• Task brief:
Everything from the first line of the records below through the line containing "to the .ics" is to be retyped exactly; leave out the rest.

• Raw data:
# # # #

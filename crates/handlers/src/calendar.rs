use std::sync::Arc;

use async_trait::async_trait;
use chrono::Utc;
use tracing::info;

use teamdesk_chat::{
    CommandSchema, ConfirmLabels, FlowOutcome, Interaction, ModalSpec, OptionKind, OptionSchema, ReplyPayload,
    Session, SubcommandDispatcher,
};
use teamdesk_core::domain::calendar::ExternalCalendarId;
use teamdesk_core::domain::event::validate_url;
use teamdesk_core::errors::HandlerError;

use crate::context::HandlerContext;
use crate::support::{
    await_confirmation, ensure_channel_calendar, fenced, not_found, persistence, precondition, timed_out,
    unexpected, validation, Answer, Reply,
};
use crate::{bind, CommandHandler};

pub const NAME_FIELD: &str = "calendar-name";
const IMPORT_CANCELED: &str = "Calendar import canceled.";

pub fn schema() -> CommandSchema {
    CommandSchema::new("calendar", "Manage external calendars")
        .subcommand(
            "import",
            "Import an iCalendar feed into this channel",
            vec![
                OptionSchema::required("url", "Link to the .ics feed", OptionKind::String),
                OptionSchema::optional("name", "Name shown for the calendar", OptionKind::String),
            ],
        )
        .subcommand(
            "delete",
            "Remove an imported calendar and its events",
            vec![OptionSchema::required("calendar-id", "Calendar ID", OptionKind::String)],
        )
}

pub fn dispatcher(ctx: &Arc<HandlerContext>) -> SubcommandDispatcher {
    SubcommandDispatcher::new("calendar")
        .with("import", bind(ctx, ImportCalendar))
        .with("delete", bind(ctx, DeleteCalendar))
}

pub struct ImportCalendar;

#[async_trait]
impl CommandHandler for ImportCalendar {
    async fn run(
        &self,
        ctx: &HandlerContext,
        session: Session,
        interaction: Interaction,
    ) -> Result<(), HandlerError> {
        let reply = Reply::defer(session.clone(), &interaction, false).await?;
        let channel_id = interaction.channel_id.as_str();

        let url = interaction.string_option("url").unwrap_or_default();
        if validate_url(&url).is_err() {
            return reply.fail(validation("Invalid URL.")).await;
        }
        reply.check(ensure_channel_calendar(ctx, channel_id).await).await?;

        let existing = reply
            .check(
                ctx.calendars
                    .find_external_by_url(&url)
                    .await
                    .map_err(|error| persistence("Can't check if calendar exists", error)),
            )
            .await?;
        if existing.is_some() {
            return reply.fail(precondition("Calendar already exists in the database.")).await;
        }

        let mut fetched = reply
            .check(
                ctx.calendar_source
                    .fetch(&url)
                    .await
                    .map_err(|error| HandlerError::Upstream(fenced("Can't fetch the calendar", &error))),
            )
            .await?;
        if let Some(name) = interaction.string_option("name") {
            fetched.set_name(name);
        }

        // Without a name the user is asked for one in a modal. The modal submission then
        // owns the reply the import prompt is shown in.
        let reply = if fetched.name.is_some() {
            reply
        } else {
            let mut flow = ctx.flows.open(session.clone(), reply.token().clone(), channel_id);
            let prompt = ReplyPayload::text("Seems like the calendar is missing a name.");
            let labels = ConfirmLabels::new("Give it one", "Cancel import");
            let Some(click) =
                await_confirmation(&mut flow, &session, prompt, labels, ReplyPayload::text(IMPORT_CANCELED)).await?
            else {
                return Ok(());
            };

            let modal = ModalSpec::new("Enter a name for the calendar").short_input(NAME_FIELD, "Name");
            let submission = match flow.modal(&click, modal).await {
                FlowOutcome::Submitted(submission) => submission,
                FlowOutcome::TimedOut => return timed_out(&flow).await,
                FlowOutcome::Failed(error) => return Err(error.into()),
                other => return Err(unexpected(&other)),
            };
            let reply = Reply::defer(session.clone(), &submission, false).await?;
            fetched.set_name(submission.field(NAME_FIELD).unwrap_or_default());
            if fetched.name.is_none() {
                return reply.fail(validation("Calendar name cannot be empty.")).await;
            }
            reply
        };

        let name = fetched.name.clone().unwrap_or_default();
        let count = fetched.events.len();

        // A fresh flow so a late click on the naming prompt cannot answer this one.
        let mut flow = ctx.flows.open(session.clone(), reply.token().clone(), channel_id);
        let prompt = ReplyPayload::text(format!("Found `{count}` events in `{name}`. Continue?"));
        let labels = ConfirmLabels::new("Import", "Cancel");
        let Some(click) =
            await_confirmation(&mut flow, &session, prompt, labels, ReplyPayload::text(IMPORT_CANCELED)).await?
        else {
            return Ok(());
        };

        let (calendar, events) = fetched.into_records(&url, channel_id, Utc::now());
        let result = ctx
            .calendars
            .import_external(&calendar, &events)
            .await
            .map_err(|error| persistence("Can't import calendar to database", error));
        Answer::Click(click.reply_token)
            .settle(&session, result, ReplyPayload::text(format!("Calendar `{name}` imported with {count} events.")))
            .await?;
        info!(
            event_name = "handlers.calendar.imported",
            calendar_id = %calendar.id.0,
            channel_id = %channel_id,
            events = count,
            "external calendar imported"
        );
        Ok(())
    }
}

pub struct DeleteCalendar;

#[async_trait]
impl CommandHandler for DeleteCalendar {
    async fn run(
        &self,
        ctx: &HandlerContext,
        session: Session,
        interaction: Interaction,
    ) -> Result<(), HandlerError> {
        let reply = Reply::defer(session, &interaction, false).await?;
        let Some(id) = interaction.string_option("calendar-id") else {
            return reply.fail(validation("Calendar ID is empty.")).await;
        };
        let id = ExternalCalendarId(id);

        let calendar = reply
            .check(ctx.calendars.find_external(&id).await.map_err(|error| persistence("Can't get calendar", error)))
            .await?;
        let Some(calendar) = calendar.filter(|calendar| calendar.channel_id == interaction.channel_id) else {
            return reply.fail(not_found("Calendar not found.")).await;
        };

        let deleted = reply
            .check(
                ctx.calendars
                    .delete_external(&id)
                    .await
                    .map_err(|error| persistence("Can't delete calendar.", error)),
            )
            .await?;
        if !deleted {
            return reply.fail(not_found("Calendar not found.")).await;
        }

        info!(
            event_name = "handlers.calendar.deleted",
            calendar_id = %id.0,
            channel_id = %interaction.channel_id,
            "external calendar deleted"
        );
        reply.text(format!("Calendar `{}` deleted.", calendar.name)).await
    }
}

# # # #

• Answer to this exercise:
filename crates/handlers/src/calendar.rs
use std::sync::Arc;

use async_trait::async_trait;
use chrono::Utc;
use tracing::info;

use teamdesk_chat::{
    CommandSchema, ConfirmLabels, FlowOutcome, Interaction, ModalSpec, OptionKind, OptionSchema, ReplyPayload,
    Session, SubcommandDispatcher,
};
use teamdesk_core::domain::calendar::ExternalCalendarId;
use teamdesk_core::domain::event::validate_url;
use teamdesk_core::errors::HandlerError;

use crate::context::HandlerContext;
use crate::support::{
    await_confirmation, ensure_channel_calendar, fenced, not_found, persistence, precondition, timed_out,
    unexpected, validation, Answer, Reply,
};
use crate::{bind, CommandHandler};

pub const NAME_FIELD: &str = "calendar-name";
const IMPORT_CANCELED: &str = "Calendar import canceled.";

pub fn schema() -> CommandSchema {
    CommandSchema::new("calendar", "Manage external calendars")
        .subcommand(
            "import",
            "Import an iCalendar feed into this channel",
            vec![
                OptionSchema::required("url", "Link to the .ics feed", OptionKind::String),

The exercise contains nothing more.